→ PROBLEM TO SOLVE
Go from the first line below to the one with "pub fn new()" and print each line exactly.

→ RECORDS FOR THE EXERCISE

▶

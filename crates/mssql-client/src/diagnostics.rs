//! Per-session accumulation of library errors and server messages.

use std::collections::HashMap;
use std::fmt;

use parking_lot::Mutex;
use tds_transport::DiagnosticSink;

use crate::error::Error;

/// Text that marks a server as a mirror (or a database still restoring).
const MIRROR_PHRASES: [&str; 2] = [
    "It is acting as a mirror database",
    "It is in the middle of a restore",
];

/// Diagnostics collected for one session since the last request started.
///
/// Written both by the session's own task and by the transport's callback
/// registry, so all state sits behind one lock.
#[derive(Default)]
pub struct Diagnostics {
    inner: Mutex<Inner>,
}

#[derive(Default)]
struct Inner {
    error: String,
    message: String,
    numbers: HashMap<i32, usize>,
    result_message: Option<String>,
}

impl Diagnostics {
    /// Create an empty collector.
    #[must_use]
    pub fn new() -> Self {
        Self::default()
    }

    /// Forget everything collected so far.
    pub fn clear(&self) {
        let mut inner = self.inner.lock();
        inner.error.clear();
        inner.message.clear();
        inner.numbers.clear();
        inner.result_message = None;
    }

    /// Accumulated library error text, joined by newlines.
    #[must_use]
    pub fn error_text(&self) -> String {
        self.inner.lock().error.clone()
    }

    /// Accumulated server message text, joined by newlines.
    #[must_use]
    pub fn message_text(&self) -> String {
        self.inner.lock().message.clone()
    }

    /// Whether any library error was collected.
    #[must_use]
    pub fn has_error(&self) -> bool {
        !self.inner.lock().error.is_empty()
    }

    /// How many messages with this number were collected.
    #[must_use]
    pub fn message_count(&self, number: i32) -> usize {
        self.inner.lock().numbers.get(&number).copied().unwrap_or(0)
    }

    /// Whether the collected messages say the server is a mirror.
    #[must_use]
    pub fn is_mirror_message(&self) -> bool {
        let inner = self.inner.lock();
        MIRROR_PHRASES.iter().any(|p| inner.message.contains(p))
    }

    /// Start collecting messages for a new result set as well.
    pub(crate) fn begin_result(&self) {
        self.inner.lock().result_message = Some(String::new());
    }

    /// Stop collecting for the current result set and return its text.
    pub(crate) fn finish_result(&self) -> String {
        self.inner.lock().result_message.take().unwrap_or_default()
    }

    /// Build a server error for a failed primitive, attaching both channels.
    pub(crate) fn server_error(&self, context: impl fmt::Display) -> Error {
        let inner = self.inner.lock();
        Error::Server {
            context: context.to_string(),
            error: inner.error.clone(),
            message: inner.message.clone(),
        }
    }

    /// Take both channels for an error that is about to be returned.
    pub(crate) fn detail(&self) -> String {
        let inner = self.inner.lock();
        format!("{}\n{}", inner.error, inner.message)
    }
}

/// The process-wide last error and message, for failures that happened
/// before a session had a handle. The session's own channels stay untouched.
pub(crate) fn last_detail() -> String {
    format!(
        "{}\n{}",
        tds_transport::callbacks::last_error(),
        tds_transport::callbacks::last_message()
    )
}

fn append(buf: &mut String, text: &str) {
    if !buf.is_empty() {
        buf.push('\n');
    }
    buf.push_str(text);
}

impl DiagnosticSink for Diagnostics {
    fn add_error(&self, text: &str) {
        append(&mut self.inner.lock().error, text);
    }

    fn add_message(&self, text: &str, number: i32) {
        let mut inner = self.inner.lock();
        append(&mut inner.message, text);
        if let Some(result_message) = inner.result_message.as_mut() {
            result_message.push_str(text);
        }
        *inner.numbers.entry(number).or_insert(0) += 1;
    }
}

impl fmt::Debug for Diagnostics {
    fn fmt(&self, f: &mut fmt::Formatter<'_>) -> fmt::Result {
        let inner = self.inner.lock();
        f.debug_struct("Diagnostics")
            .field("error", &inner.error)
            .field("message", &inner.message)
            .field("numbers", &inner.numbers)
            .finish_non_exhaustive()
    }
}

#[cfg(test)]
#[allow(clippy::unwrap_used, clippy::panic)]
mod tests {
    use std::sync::Arc;

    use super::*;

    #[test]
    fn test_channels_join_with_newlines() {
        let d = Diagnostics::new();
        d.add_error("first");
        d.add_error("second");
        d.add_message("hello", 1);
        d.add_message("world", 2);
        assert_eq!(d.error_text(), "first\nsecond");
        assert_eq!(d.message_text(), "hello\nworld");
        assert!(d.has_error());
        d.clear();
        assert!(!d.has_error());
        assert_eq!(d.message_count(1), 0);
    }

    #[test]
    fn test_result_message_only_collects_while_active() {
        let d = Diagnostics::new();
        d.add_message("before", 1);
        d.begin_result();
        d.add_message("during\n", 1);
        assert_eq!(d.finish_result(), "during\n");
        d.add_message("after", 1);
        assert_eq!(d.finish_result(), "");
        assert_eq!(d.message_count(1), 3);
    }

    #[test]
    fn test_mirror_phrases() {
        let d = Diagnostics::new();
        d.add_message("Msg 954\n\tThe database \"pubs\" cannot be opened. It is acting as a mirror database.\n", 954);
        assert!(d.is_mirror_message());
        d.clear();
        d.add_message("The database is in transition. It is in the middle of a restore.", 927);
        assert!(d.is_mirror_message());
        d.clear();
        d.add_message("Changed language setting", 0);
        assert!(!d.is_mirror_message());
    }

    #[test]
    fn test_concurrent_messages_count_exactly() {
        let d = Arc::new(Diagnostics::new());
        let threads: Vec<_> = (0..8)
            .map(|number| {
                let d = Arc::clone(&d);
                std::thread::spawn(move || {
                    for _ in 0..500 {
                        d.add_message("msg", number);
                    }
                })
            })
            .collect();
        for t in threads {
            t.join().unwrap();
        }
        for number in 0..8 {
            assert_eq!(d.message_count(number), 500);
        }
    }

    #[test]
    fn test_server_error_carries_both_channels() {
        let d = Diagnostics::new();
        d.add_error("lib");
        d.add_message("srv", 0);
        match d.server_error("dbsqlexec failed") {
            Error::Server {
                context,
                error,
                message,
            } => {
                assert_eq!(context, "dbsqlexec failed");
                assert_eq!(error, "lib");
                assert_eq!(message, "srv");
            }
            other => panic!("unexpected {other:?}"),
        }
    }
}
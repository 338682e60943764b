//! Wire type tags shared with the transport library and the server catalogs.
//!
//! The numeric codes are the DB-Library `SYB*` constants. Procedure catalogs
//! report the same codes (SQL Server through `sys.all_parameters`, Sybase
//! through `syscolumns`), so one enum serves columns, RPC parameters and
//! cached parameter descriptors.

use std::fmt;

/// A column or parameter type as the transport reports it.
#[derive(Debug, Clone, Copy, PartialEq, Eq, Hash)]
pub enum WireType {
    /// `IMAGE` (34).
    Image,
    /// `TEXT` (35).
    Text,
    /// `UNIQUEIDENTIFIER` (36).
    UniqueIdentifier,
    /// Legacy `VARBINARY` (37).
    VarBinary,
    /// Legacy `VARCHAR` (39).
    VarChar,
    /// `DATE` (40).
    Date,
    /// `TIME` (41).
    Time,
    /// `DATETIME2` (42).
    DateTime2,
    /// `DATETIMEOFFSET` (43).
    DateTimeOffset,
    /// Legacy `BINARY` (45).
    Binary,
    /// Legacy `CHAR` (47).
    Char,
    /// `TINYINT` (48), unsigned.
    TinyInt,
    /// `BIT` (50).
    Bit,
    /// `SMALLINT` (52).
    SmallInt,
    /// `INT` (56).
    Int,
    /// `SMALLDATETIME` (58).
    SmallDateTime,
    /// `REAL` (59).
    Real,
    /// `MONEY` (60).
    Money,
    /// `DATETIME` (61).
    DateTime,
    /// `FLOAT` (62).
    Float,
    /// Legacy `NVARCHAR` (103).
    NVarChar,
    /// Nullable `BIT` (104).
    BitN,
    /// `DECIMAL` (106).
    Decimal,
    /// `NUMERIC` (108).
    Numeric,
    /// `SMALLMONEY` (122).
    SmallMoney,
    /// `BIGINT` (127).
    BigInt,
    /// `VARBINARY` (165).
    XVarBinary,
    /// `VARCHAR` (167).
    XVarChar,
    /// `CHAR` (175).
    XChar,
    /// `NVARCHAR` (231).
    XNVarChar,
    /// `NCHAR` (239).
    XNChar,
    /// `XML` (241).
    Xml,
    /// Any code this crate has no dedicated handling for; treated as text.
    Other(i32),
}

impl WireType {
    /// Map a numeric type code to a wire type.
    #[must_use]
    pub fn from_code(code: i32) -> Self {
        match code {
            34 => Self::Image,
            35 => Self::Text,
            36 => Self::UniqueIdentifier,
            37 => Self::VarBinary,
            39 => Self::VarChar,
            40 => Self::Date,
            41 => Self::Time,
            42 => Self::DateTime2,
            43 => Self::DateTimeOffset,
            45 => Self::Binary,
            47 => Self::Char,
            48 => Self::TinyInt,
            50 => Self::Bit,
            52 => Self::SmallInt,
            56 => Self::Int,
            58 => Self::SmallDateTime,
            59 => Self::Real,
            60 => Self::Money,
            61 => Self::DateTime,
            62 => Self::Float,
            103 => Self::NVarChar,
            104 => Self::BitN,
            106 => Self::Decimal,
            108 => Self::Numeric,
            122 => Self::SmallMoney,
            127 => Self::BigInt,
            165 => Self::XVarBinary,
            167 => Self::XVarChar,
            175 => Self::XChar,
            231 => Self::XNVarChar,
            239 => Self::XNChar,
            241 => Self::Xml,
            other => Self::Other(other),
        }
    }

    /// The numeric code of this type.
    #[must_use]
    pub fn code(self) -> i32 {
        match self {
            Self::Image => 34,
            Self::Text => 35,
            Self::UniqueIdentifier => 36,
            Self::VarBinary => 37,
            Self::VarChar => 39,
            Self::Date => 40,
            Self::Time => 41,
            Self::DateTime2 => 42,
            Self::DateTimeOffset => 43,
            Self::Binary => 45,
            Self::Char => 47,
            Self::TinyInt => 48,
            Self::Bit => 50,
            Self::SmallInt => 52,
            Self::Int => 56,
            Self::SmallDateTime => 58,
            Self::Real => 59,
            Self::Money => 60,
            Self::DateTime => 61,
            Self::Float => 62,
            Self::NVarChar => 103,
            Self::BitN => 104,
            Self::Decimal => 106,
            Self::Numeric => 108,
            Self::SmallMoney => 122,
            Self::BigInt => 127,
            Self::XVarBinary => 165,
            Self::XVarChar => 167,
            Self::XChar => 175,
            Self::XNVarChar => 231,
            Self::XNChar => 239,
            Self::Xml => 241,
            Self::Other(code) => code,
        }
    }

    /// The type a result column of this type is bound as.
    ///
    /// `DECIMAL`/`NUMERIC` are read as 8-byte floats and `UNIQUEIDENTIFIER`
    /// as 36 characters of text.
    #[must_use]
    pub fn bind_type(self) -> Self {
        match self {
            Self::Decimal | Self::Numeric => Self::Float,
            Self::UniqueIdentifier => Self::Char,
            other => other,
        }
    }

    /// The type a procedure parameter of this type is bound as when its code
    /// comes from the parameter catalog.
    ///
    /// The newer date/time types and `UNIQUEIDENTIFIER` travel as text.
    #[must_use]
    pub fn catalog_normalized(self) -> Self {
        match self {
            Self::UniqueIdentifier
            | Self::Date
            | Self::Time
            | Self::DateTime2
            | Self::DateTimeOffset => Self::VarChar,
            other => other,
        }
    }

    /// Whether values of this type are raw bytes.
    #[must_use]
    pub fn is_binary(self) -> bool {
        matches!(
            self,
            Self::Image | Self::Binary | Self::VarBinary | Self::XVarBinary
        )
    }

    /// Whether this is a national (wide) character type.
    #[must_use]
    pub fn is_wide(self) -> bool {
        matches!(self, Self::XNVarChar | Self::XNChar)
    }

    /// Whether a column of this type with the given reported size is a
    /// `(max)` column that must be fetched with a variable-length binding.
    #[must_use]
    pub fn is_max_size(self, size: i32) -> bool {
        match self {
            Self::XVarChar | Self::XNVarChar | Self::Xml | Self::VarChar | Self::Text => {
                size == 2_147_483_647
            }
            Self::XVarBinary | Self::VarBinary | Self::Binary => size == 1_073_741_823,
            Self::Image => size == 64_512,
            _ => false,
        }
    }

    /// Human readable type name.
    #[must_use]
    pub fn name(self) -> &'static str {
        match self {
            Self::Image => "IMAGE",
            Self::Text => "TEXT",
            Self::UniqueIdentifier => "UNIQUEIDENTIFIER",
            Self::VarBinary | Self::XVarBinary => "VARBINARY",
            Self::VarChar | Self::XVarChar => "VARCHAR",
            Self::Date => "DATE",
            Self::Time => "TIME",
            Self::DateTime2 => "DATETIME2",
            Self::DateTimeOffset => "DATETIMEOFFSET",
            Self::Binary => "BINARY",
            Self::Char | Self::XChar => "CHAR",
            Self::TinyInt => "TINYINT",
            Self::Bit | Self::BitN => "BIT",
            Self::SmallInt => "SMALLINT",
            Self::Int => "INT",
            Self::SmallDateTime => "SMALLDATETIME",
            Self::Real => "REAL",
            Self::Money => "MONEY",
            Self::DateTime => "DATETIME",
            Self::Float => "FLOAT",
            Self::NVarChar | Self::XNVarChar => "NVARCHAR",
            Self::Decimal => "DECIMAL",
            Self::Numeric => "NUMERIC",
            Self::SmallMoney => "SMALLMONEY",
            Self::BigInt => "BIGINT",
            Self::XNChar => "NCHAR",
            Self::Xml => "XML",
            Self::Other(_) => "UNKNOWN",
        }
    }
}

impl From<i32> for WireType {
    fn from(code: i32) -> Self {
        Self::from_code(code)
    }
}

impl fmt::Display for WireType {
    fn fmt(&self, f: &mut fmt::Formatter<'_>) -> fmt::Result {
        match self {
            Self::Other(code) => write!(f, "UNKNOWN({code})"),
            other => write!(f, "{}({})", other.name(), other.code()),
        }
    }
}

#[cfg(test)]
mod tests {
    use super::*;

    #[test]
    fn test_code_round_trip() {
        for code in 0..300 {
            assert_eq!(WireType::from_code(code).code(), code);
        }
    }

    #[test]
    fn test_bind_type() {
        assert_eq!(WireType::Decimal.bind_type(), WireType::Float);
        assert_eq!(WireType::Numeric.bind_type(), WireType::Float);
        assert_eq!(WireType::UniqueIdentifier.bind_type(), WireType::Char);
        assert_eq!(WireType::Int.bind_type(), WireType::Int);
    }

    #[test]
    fn test_catalog_normalized() {
        for code in [0x24, 0x28, 0x29, 0x2A, 0x2B] {
            assert_eq!(
                WireType::from_code(code).catalog_normalized(),
                WireType::VarChar
            );
        }
        assert_eq!(
            WireType::XNVarChar.catalog_normalized(),
            WireType::XNVarChar
        );
    }

    #[test]
    fn test_max_size_detection() {
        assert!(WireType::XVarChar.is_max_size(2_147_483_647));
        assert!(WireType::Xml.is_max_size(2_147_483_647));
        assert!(WireType::XVarBinary.is_max_size(1_073_741_823));
        assert!(WireType::Image.is_max_size(64_512));
        assert!(!WireType::XVarChar.is_max_size(50));
        assert!(!WireType::Int.is_max_size(2_147_483_647));
    }

    #[test]
    fn test_display() {
        assert_eq!(WireType::Int.to_string(), "INT(56)");
        assert_eq!(WireType::Other(99).to_string(), "UNKNOWN(99)");
    }
}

◀

→ EXERCISE SOLUTION
filename crates/mssql-client/src/diagnostics.rs
//! Per-session accumulation of library errors and server messages.

use std::collections::HashMap;
use std::fmt;

use parking_lot::Mutex;
use tds_transport::DiagnosticSink;

use crate::error::Error;

/// Text that marks a server as a mirror (or a database still restoring).
const MIRROR_PHRASES: [&str; 2] = [
    "It is acting as a mirror database",
    "It is in the middle of a restore",
];

/// Diagnostics collected for one session since the last request started.
///
/// Written both by the session's own task and by the transport's callback
/// registry, so all state sits behind one lock.
#[derive(Default)]
pub struct Diagnostics {
    inner: Mutex<Inner>,
}

#[derive(Default)]
struct Inner {
    error: String,
    message: String,
    numbers: HashMap<i32, usize>,
    result_message: Option<String>,
}

impl Diagnostics {
    /// Create an empty collector.
    #[must_use]
    pub fn new() -> Self {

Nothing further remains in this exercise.